## DATA SHOWN
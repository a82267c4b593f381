//! Interactive advisor chat
//!
//! The conversation is created on the first message and reused until
//! `/reset`, which rebuilds it from the current task list.

use colored::Colorize;
use eyre::{Context, Result};
use prismastore::RecordStore;
use rustyline::DefaultEditor;
use rustyline::error::ReadlineError;
use tracing::{debug, warn};

use crate::advisor::{Advisor, CHAT_FAILED_MESSAGE, Conversation};

/// Result of handling a slash command
enum SlashResult {
    Continue,
    Quit,
}

/// Chat REPL bound to one store and advisor
pub struct ChatSession<'a> {
    advisor: &'a Advisor,
    store: &'a RecordStore,
    conversation: Option<Conversation>,
}

impl<'a> ChatSession<'a> {
    pub fn new(advisor: &'a Advisor, store: &'a RecordStore) -> Self {
        Self {
            advisor,
            store,
            conversation: None,
        }
    }

    /// Run the REPL main loop
    pub async fn run(&mut self) -> Result<()> {
        self.print_welcome();

        let mut rl = DefaultEditor::new().map_err(|e| eyre::eyre!("Failed to initialize readline: {}", e))?;

        loop {
            let readline = rl.readline(&format!("{} ", ">".bright_magenta()));

            match readline {
                Ok(line) => {
                    let input = line.trim();
                    if input.is_empty() {
                        continue;
                    }

                    let _ = rl.add_history_entry(input);

                    if input.starts_with('/') {
                        match self.handle_slash_command(input) {
                            SlashResult::Continue => continue,
                            SlashResult::Quit => break,
                        }
                    } else {
                        self.send(input).await?;
                    }
                }
                Err(ReadlineError::Interrupted) => {
                    // Ctrl+C - just show new prompt
                    println!("^C");
                    continue;
                }
                Err(ReadlineError::Eof) => {
                    // Ctrl+D - exit
                    println!();
                    break;
                }
                Err(err) => {
                    return Err(eyre::eyre!("Readline error: {}", err));
                }
            }
        }

        println!("Neural link closed.");
        Ok(())
    }

    fn print_welcome(&self) {
        println!();
        println!("{}", "PrismaFlow Neural Assistant".bright_magenta().bold());
        println!("Type {} for help, {} to quit", "/help".yellow(), "/quit".yellow());
        println!();
    }

    fn handle_slash_command(&mut self, input: &str) -> SlashResult {
        let cmd = input.split_whitespace().next().unwrap_or("");
        debug!(%cmd, "handle_slash_command: called");

        match cmd {
            "/help" | "/h" => {
                println!("  {}   rebuild the conversation from your current tasks", "/reset".yellow());
                println!("  {}    exit the chat", "/quit".yellow());
                SlashResult::Continue
            }
            "/reset" => {
                self.conversation = None;
                println!("{}", "Conversation reset.".dimmed());
                SlashResult::Continue
            }
            "/quit" | "/q" | "/exit" => SlashResult::Quit,
            other => {
                println!("Unknown command: {}", other);
                SlashResult::Continue
            }
        }
    }

    async fn send(&mut self, input: &str) -> Result<()> {
        if self.conversation.is_none() {
            let tasks = self.store.list_tasks().await.context("Failed to load tasks for chat")?;
            let conversation = self.advisor.create_chat(&tasks).context("Failed to start conversation")?;
            self.conversation = Some(conversation);
        }
        let Some(conversation) = self.conversation.as_mut() else {
            return Ok(());
        };

        match conversation.send_message(input).await {
            Ok(reply) => println!("{}\n", reply.display_text()),
            Err(e) => {
                warn!(error = %e, "send: chat message failed");
                println!("{}\n", CHAT_FAILED_MESSAGE.red());
            }
        }
        Ok(())
    }
}
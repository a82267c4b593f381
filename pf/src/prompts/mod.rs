//! Prompt Template System
//!
//! Loads and renders `.pmt` (prompt template) files for the advisor.
//!
//! Template loading chain:
//! 1. `<prompts-dir>/{name}.pmt` (configured override)
//! 2. Embedded fallback in code
//!
//! Templates use Handlebars syntax for variable substitution.

pub mod embedded;
mod loader;

pub use loader::PromptLoader;
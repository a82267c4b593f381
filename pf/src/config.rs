//! PrismaFlow configuration types and loading

use eyre::{Context, Result};
use serde::{Deserialize, Serialize};
use std::fs;
use std::path::{Path, PathBuf};

/// Main PrismaFlow configuration
#[derive(Debug, Clone, Default, Serialize, Deserialize)]
#[serde(default)]
pub struct Config {
    /// LLM provider configuration
    pub llm: LlmConfig,

    /// Advisor tuning
    pub advisor: AdvisorConfig,

    /// Record storage configuration
    pub storage: StorageConfig,

    /// Log level (TRACE, DEBUG, INFO, WARN, ERROR)
    #[serde(rename = "log-level")]
    pub log_level: Option<String>,
}

impl Config {
    /// Validate configuration before any AI call
    ///
    /// Checks that the API key environment variable is set so AI commands
    /// fail fast with a clear message.
    pub fn validate(&self) -> Result<()> {
        if self.llm.api_key().is_none() {
            return Err(eyre::eyre!(
                "LLM API key not found. Set the {} environment variable.",
                self.llm.api_key_env
            ));
        }
        Ok(())
    }

    /// Load configuration with fallback chain
    pub fn load(config_path: Option<&PathBuf>) -> Result<Self> {
        // If explicit config path provided, try to load it
        if let Some(path) = config_path {
            return Self::load_from_file(path).context(format!("Failed to load config from {}", path.display()));
        }

        // Try project-local config: .prismaflow.yml
        let local_config = PathBuf::from(".prismaflow.yml");
        if local_config.exists() {
            match Self::load_from_file(&local_config) {
                Ok(config) => return Ok(config),
                Err(e) => {
                    tracing::warn!("Failed to load config from {}: {}", local_config.display(), e);
                }
            }
        }

        // Try user config: ~/.config/prismaflow/prismaflow.yml
        if let Some(config_dir) = dirs::config_dir() {
            let user_config = config_dir.join("prismaflow").join("prismaflow.yml");
            if user_config.exists() {
                match Self::load_from_file(&user_config) {
                    Ok(config) => return Ok(config),
                    Err(e) => {
                        tracing::warn!("Failed to load config from {}: {}", user_config.display(), e);
                    }
                }
            }
        }

        // No config file found, use defaults
        tracing::info!("No config file found, using defaults");
        Ok(Self::default())
    }

    fn load_from_file<P: AsRef<Path>>(path: P) -> Result<Self> {
        let content = fs::read_to_string(&path).context("Failed to read config file")?;

        let config: Self = serde_yaml::from_str(&content).context("Failed to parse config file")?;

        tracing::info!("Loaded config from: {}", path.as_ref().display());
        Ok(config)
    }
}

/// LLM provider configuration
#[derive(Debug, Clone, Serialize, Deserialize)]
#[serde(default)]
pub struct LlmConfig {
    /// Provider name (currently only "gemini" supported)
    pub provider: String,

    /// Model identifier
    pub model: String,

    /// Environment variable containing the API key
    #[serde(rename = "api-key-env")]
    pub api_key_env: String,

    /// API base URL
    #[serde(rename = "base-url")]
    pub base_url: String,

    /// Request timeout in milliseconds; no timeout when unset
    #[serde(rename = "timeout-ms")]
    pub timeout_ms: Option<u64>,

    /// Cap on generated tokens per response
    #[serde(rename = "max-output-tokens")]
    pub max_output_tokens: Option<u32>,
}

impl LlmConfig {
    /// API key from the configured environment variable, if set and non-empty
    pub fn api_key(&self) -> Option<String> {
        std::env::var(&self.api_key_env).ok().filter(|key| !key.trim().is_empty())
    }
}

impl Default for LlmConfig {
    fn default() -> Self {
        Self {
            provider: "gemini".to_string(),
            model: "gemini-3-flash-preview".to_string(),
            api_key_env: "GEMINI_API_KEY".to_string(),
            base_url: "https://generativelanguage.googleapis.com".to_string(),
            timeout_ms: None,
            max_output_tokens: None,
        }
    }
}

/// Advisor tuning
#[derive(Debug, Clone, Serialize, Deserialize)]
#[serde(default)]
pub struct AdvisorConfig {
    /// Sampling temperature for pipeline analysis
    #[serde(rename = "analysis-temperature")]
    pub analysis_temperature: f32,

    /// Directory of `.pmt` files overriding the embedded prompts
    #[serde(rename = "prompts-dir")]
    pub prompts_dir: Option<PathBuf>,
}

impl Default for AdvisorConfig {
    fn default() -> Self {
        Self {
            analysis_temperature: 0.7,
            prompts_dir: None,
        }
    }
}

/// Which backend holds the records
#[derive(Debug, Clone, Copy, Default, PartialEq, Eq, Serialize, Deserialize)]
#[serde(rename_all = "lowercase")]
pub enum StorageBackend {
    #[default]
    File,
    Memory,
}

/// Storage configuration
#[derive(Debug, Clone, Serialize, Deserialize)]
#[serde(default)]
pub struct StorageConfig {
    /// Backend kind
    pub backend: StorageBackend,

    /// Directory for record files and logs
    #[serde(rename = "data-dir")]
    pub data_dir: PathBuf,
}

impl Default for StorageConfig {
    fn default() -> Self {
        // Use XDG data directory (~/.local/share/prismaflow on Linux)
        let data_dir = dirs::data_dir()
            .map(|d| d.join("prismaflow"))
            .unwrap_or_else(|| PathBuf::from(".prismaflow"));

        Self {
            backend: StorageBackend::File,
            data_dir,
        }
    }
}

impl StorageConfig {
    /// Directory the log file is written to
    pub fn log_dir(&self) -> PathBuf {
        self.data_dir.join("logs")
    }
}
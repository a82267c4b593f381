//! LlmClient trait definition

use async_trait::async_trait;

use super::{CompletionRequest, CompletionResponse, LlmError};

/// Stateless LLM client - each call is independent
///
/// Multi-turn conversations are modelled by the caller resending the full
/// history on every request; the client keeps nothing between calls.
#[async_trait]
pub trait LlmClient: Send + Sync {
    /// Send a single completion request and wait for the full response
    async fn complete(&self, request: CompletionRequest) -> Result<CompletionResponse, LlmError>;
}
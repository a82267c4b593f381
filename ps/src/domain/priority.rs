//! Priority levels for tasks

use serde::{Deserialize, Serialize};

/// Priority level for a Task
#[derive(Debug, Clone, Copy, PartialEq, Eq, PartialOrd, Ord, Hash, Serialize, Deserialize, Default)]
pub enum Priority {
    Low,
    #[default]
    Medium,
    High,
}

impl Priority {
    /// All priorities, lowest first
    pub const ALL: [Priority; 3] = [Priority::Low, Priority::Medium, Priority::High];
}

impl std::fmt::Display for Priority {
    fn fmt(&self, f: &mut std::fmt::Formatter<'_>) -> std::fmt::Result {
        match self {
            Self::Low => write!(f, "Low"),
            Self::Medium => write!(f, "Medium"),
            Self::High => write!(f, "High"),
        }
    }
}

impl std::str::FromStr for Priority {
    type Err = String;

    fn from_str(s: &str) -> Result<Self, Self::Err> {
        match s.to_lowercase().as_str() {
            "low" => Ok(Self::Low),
            "medium" => Ok(Self::Medium),
            "high" => Ok(Self::High),
            _ => Err(format!("Unknown priority: {}", s)),
        }
    }
}
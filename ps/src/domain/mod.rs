//! Domain types for PrismaStore
//!
//! Core records: Account and Task. Both serialize with camelCase field names
//! so collections exported by the PrismaFlow browser client load unchanged.

mod account;
mod id;
mod priority;
mod stats;
mod task;

pub use account::Account;
pub use id::{IdGenerator, RandomIds};
pub use priority::Priority;
pub use stats::PipelineStats;
pub use task::{Task, TaskPatch};

pub(crate) use task::validate_title;
//! PrismaFlow - task pipeline tracker with a generative-AI advisor
//!
//! Records (accounts, tasks, the session) live in the `prismastore` crate.
//! This crate adds the advisory side and the `pf` command-line front end.
//!
//! # Modules
//!
//! - [`advisor`] - Pipeline analysis, subtask suggestions, chat conversations
//! - [`llm`] - LLM client trait and Gemini implementation
//! - [`prompts`] - Handlebars prompt templates with override directory
//! - [`config`] - Configuration types and loading
//! - [`cli`] - Command-line interface
//! - [`repl`] - Interactive chat loop

pub mod advisor;
pub mod cli;
pub mod config;
pub mod llm;
pub mod prompts;
pub mod repl;

pub use advisor::{Advisor, ChatReply, Conversation};
pub use config::Config;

## TASK PROMPT
Copy out all lines of the material above in which "files" occurs.

## REPLY
//! Loads and renders `.pmt` (prompt template) files for the advisor.
    /// Directory of `.pmt` files overriding the embedded prompts
    /// Directory for record files and logs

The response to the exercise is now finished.